Vista la gravità dell’evento, vorremmo fare brevemente qualche riflessione sulla tragedia avvenuta lunedì 6 maggio nelle fognature di Casteldaccia, dove 5 operai sono morti uno dietro l’altro per le esalazioni di idrogeno solforato presenti in concentrazione di 10 volte superiore al limite nei cunicoli. Trattasi di incidente mortale avvenuto in quello che viene chiamato SPAZIO CONFINATO, situazione normata nel dettaglio nel decreto 177/2011, che fornisce indicazioni precise e puntuali su tutti i requisiti di cui le imprese e gli operatori devono essere in possesso per svolgere queste attività, nonchè dei dispositivi di protezione individuale e collettiva che devono essere adottati. E vi assicuro che leggendo il regolamento sembra impossibile che certe dinamiche ancora si verifichino, eppure…..
Inoltre questo è solo l’ultimo di una serie di incidenti gravissimi che sono avvenuti a partire da febbraio 2024: il crollo del cantiere Esselunga e l’esplosione nella centrale Enel di Suviana. Tutte attività che han visto coinvolti appalti e subappalti.
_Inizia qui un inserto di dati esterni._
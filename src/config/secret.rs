//! Credential handling
//!
//! Database connection strings carry passwords, so they are held in
//! `secrecy::Secret` wrappers: memory is zeroed on drop, `Debug` output is
//! redacted, and reading the value takes an explicit `expose_secret()`.
//!
//! ```rust
//! use harbor::config::secret_string;
//! use secrecy::ExposeSecret;
//!
//! let dsn = secret_string("postgresql://harbor:pw@db/harbor".to_string());
//! assert!(dsn.expose_secret().starts_with("postgresql://"));
//! assert!(!format!("{dsn:?}").contains("pw"));
//! ```

use secrecy::{CloneableSecret, DebugSecret, Secret, SerializableSecret};
use serde::{Deserialize, Deserializer, Serialize, Serializer};
use zeroize::Zeroize;

/// String payload of a [`SecretString`]
#[derive(Clone, Debug, Zeroize)]
#[zeroize(drop)]
pub struct SecretValue(String);

impl CloneableSecret for SecretValue {}
impl DebugSecret for SecretValue {}
impl SerializableSecret for SecretValue {}

impl From<String> for SecretValue {
    fn from(s: String) -> Self {
        SecretValue(s)
    }
}

impl PartialEq<str> for SecretValue {
    fn eq(&self, other: &str) -> bool {
        self.0 == other
    }
}

impl AsRef<str> for SecretValue {
    fn as_ref(&self) -> &str {
        &self.0
    }
}

impl SecretValue {
    /// Whether the value is empty
    pub fn is_empty(&self) -> bool {
        self.0.is_empty()
    }

    /// Whether the value starts with `prefix`
    pub fn starts_with(&self, prefix: &str) -> bool {
        self.0.starts_with(prefix)
    }

    /// Parse the value into another type
    pub fn parse<F: std::str::FromStr>(&self) -> Result<F, F::Err> {
        self.0.parse()
    }
}

impl Serialize for SecretValue {
    fn serialize<S>(&self, serializer: S) -> Result<S::Ok, S::Error>
    where
        S: Serializer,
    {
        self.0.serialize(serializer)
    }
}

impl<'de> Deserialize<'de> for SecretValue {
    fn deserialize<D>(deserializer: D) -> Result<Self, D::Error>
    where
        D: Deserializer<'de>,
    {
        String::deserialize(deserializer).map(SecretValue)
    }
}

/// Zeroizing, debug-redacted string
pub type SecretString = Secret<SecretValue>;

/// Wrap a plain string
#[inline]
pub fn secret_string(value: String) -> SecretString {
    Secret::new(SecretValue::from(value))
}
La dinamica è purtroppo quella tipica degli spazi confinati, dove il susseguirsi di morti avviene perchè si cerca di soccorrerre il collega senza gli opportuni Dispositivi di Protezione e, a catena, si subiscono gli stessi effetti mortali che hanno interessato il primo infortunato. Eppure il regolamento è chiaro: per svolgere questo tipo di lavoro serve il rilevatore di ossigeno , il respiratore e i dispositivi per il recupero di emergenza , tutti elementi che non solo avrebbero impedito l’intossicazione, ma avrebbero anche evitato che il collega dovesse calarsi nel medesimo cunicolo e andare incontro alla medesima sorte.
La frase che più mi ha colpito nella sua semplicità è stata quella del Comandante Provinciale dei VVFF di Palermo che ha affermato che “se tutte le precauzioni fossero state prese , tutto questo non sarebbe successo“. E le dovute precauzioni, per una azienda che fa quello di mestiere, sono davvero basiche: utilizzo di DPI respiratori adeguati e ricorso ad attrezzature utili per il recupero. Non si parla di investimenti miliardari, di un risparmio che ti cambia il bilancio di fine anno. Come è possibile che non avessero a disposizione da nessuna parte nemmeno un respiratore?
Un altro aspetto inquietante che sta emergendo , a quanto si può leggere sui giornali, riguarda il fatto che da contratto l’azienda avrebbe dovuto lavorare in superficie, e invece gli operai hanno lavorato tutto il tempo all’interno della fognatura (Sembra che il lavoro fosse iniziato ore prima e solo improvvisamente si fossero sviluppati questi gas). Ma come è possibile? Il committente non ha la minima idea di dove manda l’appaltatore e l’appaltatore non segnala nulla al momento dell’inizio lavori? In una situazione come questa? Ok che il lavoratore può completamente “ignorare” i rischi cui va incontro se nessuno lo addestra adeguatamente, ma è morto anche uno dei contitolari dell’impresa di 71 anni, non si può dire che lui fosse inesperto. Inoltre per fare questo tipo di lavori tutti gli operatori devono essere abilitati con appositi corsi, che per quanto possano sembrare inutili, magari avrebbero fatto venire il dubbio a qualcuno sui rischi che stava andando a correre in uno spazio confinato all’interno di una fognatura.
Da questo aspetto emerge la superficialità con cui troppo , davvero troppo spesso vengono gestiti i lavori in appalto. Nessuno si preoccupa di valutare realmente i rischi connessi all’attività specifica, al luogo di lavoro che non è noto agli operai che vi andranno a lavorare, alle interferenze che le diverse ditte avranno lavorando in contemporanea. E chi svolge i lavori non ha nessuna intenzione di fermarli se qualcosa non va bene, perchè ha subito dopo un altro lavoro da avviare.
Sarà interessante vedere dove porteranno le indagini, ma questa è la dimostrazione di come la sicurezza sul lavoro , in Italia, è solo burocrazia. Se succedono ancora cose del genere chi di dovere dovrebbe mettersi seriamente a ripensare tutto il sistema, a focalizzare i controlli dove realmente hanno senso di essere fatti, a non basare tutto sulla sola presenza di carta, ma a vedere che effettivamente i lavoratori sappiano quello che fanno, e non perchè lo dice un attestato. E la patente a punti dei cantieri che entrerà in vigore a ottobre è solo l’ennesima conferma che nulla cambia. Figuratevi, sarà una autocertificazione!
Perdonate lo sfogo ma dopo oltre 20 anni di attività è triste vedere che tutto è fermo sempre allo stesso punto: produrre tanta carta per evitare le sanzioni, non per salvare le vite umane.